While the bright neon glow of Sin City’s lights is starting to fade, the SGNL team’s excitement from our time at Identiverse has yet to dim.
One of the largest identity conferences in the world, Identiverse 2023 brought together more than 2,500 identity practitioners and security leaders. Across four packed days in Las Vegas, we discussed best practices, trends and learnings from teams at various stages in their identity program growth.
Identiverse is one of our founding team’s favorite events to connect with fellow identity innovators, and hear directly from identity practitioners and executives. SGNL was proud to be a Gold Sponsor at this year’s event.
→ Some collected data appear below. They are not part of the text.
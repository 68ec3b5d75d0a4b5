//! CSV parsing into a list of row maps.
//!
//! The first non-blank line holds the headers. Each following line becomes a
//! map from header to cell text, and the whole document is `{"rows": [...]}`.
//! Cells may be quoted; a doubled quote inside quotes is a literal quote and
//! commas inside quotes do not split. Every cell is trimmed and then passed
//! through the optional [`CellSanitizer`].

use super::{Format, FormatParser, ParseError};
use crate::document::node::Value;
use indexmap::IndexMap;
use std::fmt;
use std::sync::Arc;

/// Key holding the parsed rows.
pub const ROWS_KEY: &str = "rows";

/// Hook applied to every cell value before it is stored.
pub type CellSanitizer = Arc<dyn Fn(&str) -> String + Send + Sync>;

/// Parses CSV documents.
#[derive(Clone, Default)]
pub struct CsvParser {
    sanitizer: Option<CellSanitizer>,
}

impl fmt::Debug for CsvParser {
    fn fmt(&self, f: &mut fmt::Formatter<'_>) -> fmt::Result {
        f.debug_struct("CsvParser")
            .field("sanitizer", &self.sanitizer.is_some())
            .finish()
    }
}

impl CsvParser {
    pub fn new(sanitizer: Option<CellSanitizer>) -> Self {
        Self { sanitizer }
    }

    fn cell(&self, raw: &str) -> Value {
        match &self.sanitizer {
            Some(sanitize) => Value::String(sanitize(raw)),
            None => Value::String(raw.to_string()),
        }
    }
}

impl FormatParser for CsvParser {
    fn format(&self) -> Format {
        Format::Csv
    }

    fn parse(&self, text: &str) -> Result<Value, ParseError> {
        let mut lines = text.lines().filter(|line| !line.trim().is_empty());

        let mut rows = Vec::new();
        if let Some(header_line) = lines.next() {
            let headers = split_line(header_line);
            for line in lines {
                let fields = split_line(line);
                let mut row = IndexMap::with_capacity(headers.len());
                for (index, header) in headers.iter().enumerate() {
                    let raw = fields.get(index).map(String::as_str).unwrap_or("");
                    row.insert(header.clone(), self.cell(raw));
                }
                rows.push(Value::Object(row));
            }
        }

        let mut doc = IndexMap::new();
        doc.insert(ROWS_KEY.to_string(), Value::Array(rows));
        Ok(Value::Object(doc))
    }
}

/// Splits one line into trimmed fields, honoring double-quoted sections.
fn split_line(line: &str) -> Vec<String> {
    let mut fields = Vec::new();
    let mut current = String::new();
    let mut in_quotes = false;
    let mut chars = line.chars().peekable();

    while let Some(ch) = chars.next() {
        match ch {
            '"' if in_quotes && chars.peek() == Some(&'"') => {
                current.push('"');
                chars.next();
            }
            '"' => in_quotes = !in_quotes,
            ',' if !in_quotes => fields.push(std::mem::take(&mut current)),
            _ => current.push(ch),
        }
    }
    fields.push(current);

    fields.into_iter().map(|f| f.trim().to_string()).collect()
}

#[cfg(test)]
mod tests {
    use super::*;

    fn json(text: &str) -> Value {
        serde_json::from_str(text).unwrap()
    }

    #[test]
    fn test_split_line_quoting() {
        assert_eq!(
            split_line(r#"a, "b, c" ,"say ""hi""",,"#),
            vec!["a", "b, c", "say \"hi\"", "", ""]
        );
    }

    #[test]
    fn test_rows_keyed_by_header() {
        let value = CsvParser::default()
            .parse("name,age\nAlice,30\r\nBob,41\n")
            .unwrap();
        assert_eq!(
            value,
            json(r#"{"rows":[{"name":"Alice","age":"30"},{"name":"Bob","age":"41"}]}"#)
        );
    }

    #[test]
    fn test_short_rows_are_padded_and_long_rows_cut() {
        let value = CsvParser::default().parse("a,b,c\n1\n1,2,3,4").unwrap();
        assert_eq!(
            value,
            json(r#"{"rows":[{"a":"1","b":"","c":""},{"a":"1","b":"2","c":"3"}]}"#)
        );
    }

    #[test]
    fn test_blank_lines_skipped() {
        let value = CsvParser::default().parse("\n\ncol\n\n x \n   \n").unwrap();
        assert_eq!(value, json(r#"{"rows":[{"col":"x"}]}"#));
    }

    #[test]
    fn test_empty_and_header_only() {
        assert_eq!(CsvParser::default().parse("").unwrap(), json(r#"{"rows":[]}"#));
        assert_eq!(CsvParser::default().parse("a,b").unwrap(), json(r#"{"rows":[]}"#));
    }

    #[test]
    fn test_sanitizer_sees_every_cell() {
        let upper: CellSanitizer = Arc::new(|cell: &str| cell.to_uppercase());
        let value = CsvParser::new(Some(upper)).parse("k\nabc\n\"d,e\"").unwrap();
        assert_eq!(value, json(r#"{"rows":[{"k":"ABC"},{"k":"D,E"}]}"#));
    }
}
Given the great conversations we were able to identify, we figured we’d centralize the biggest themes of Identiverse in one blog to help you access this great information (forgive us, too many great puns!).
Our top takeaways from Identiverse 2023:
- Passkeys feel like the next investment. The need for enhanced authentication is validated by this week’s release of the 2023 Verizon Data Breach Investigations Report, which states that stolen credentials are used in about half of the breaches by external actors. Generative AI is making it incredibly hard for employees to discern phishing emails from authentic ones. Passkeys provide a great way to overcome password authentication issues, including phishing. Various versions of passkeys (from small hardware that plugs into your laptop to wearable passkeys) were prevalent across the expo hall. The interest in passkeys as the next frontier of authentication carried over into sessions as vendors and customers alike spoke about the process of implementing passkeys to create additional barriers to hackers, especially in hybrid working environments.
- Continuous Access Evaluation Protocol (CAEP) captures the attention of identity innovators. Thanks to amazing working group partners and the OpenID Foundation, CAEP has gained momentum as a protocol to address much-needed interoperability in access management. It was wonderful to see a massive turnout for an end-of-day session on Thursday called, “CAEP Deep Dive,” held by our CTO, Atul Tulshibagwale, and fellow OpenID Foundation working group co-chair, Tim Cappalli, an Identity Standards Architect at Microsoft. In this session Atul and Tim explained what CAEP and the Shared Signals Framework (SSF) are, addressed recent developments in CAEP and did a demo of the free CAEP.dev Transmitter launched in April. Given how robust the Q&A of this session was, and the interest in CAEP from our conversations in the expo hall, we’ll continue to expand on our coverage of CAEP as a solution to improving access management systems.
- Practitioners realizing the need of run-time access management. “It feels like everyone is talking about authorization this year,” was the conversation happening behind me on the escalator down to the Identiverse Expo Hall last Wednesday in Las Vegas. Where even a few months ago at the Gartner IAM Summit, teams were debating where authorization fit into their near-term roadmap, teams at Identiverse had realized that admin-time access management is insufficient in combating the modern hacker or compromised insider and run-time access decisions are required to ensure the safety of all data. Furthermore, in protecting your most sensitive or valuable data like health, financial or intellectual property assets, run-time access management affords the greatest protection, especially when access decisions are made using real-time and often dynamic business context.
After launching SGNL in-market at Identiverse 2022, Identiverse will always hold a special place in the SGNL team’s heart, but this year’s event reinforced that this is one of the best events to keep apprised of the identity markets trends and evolution. We’ll be back in 2024!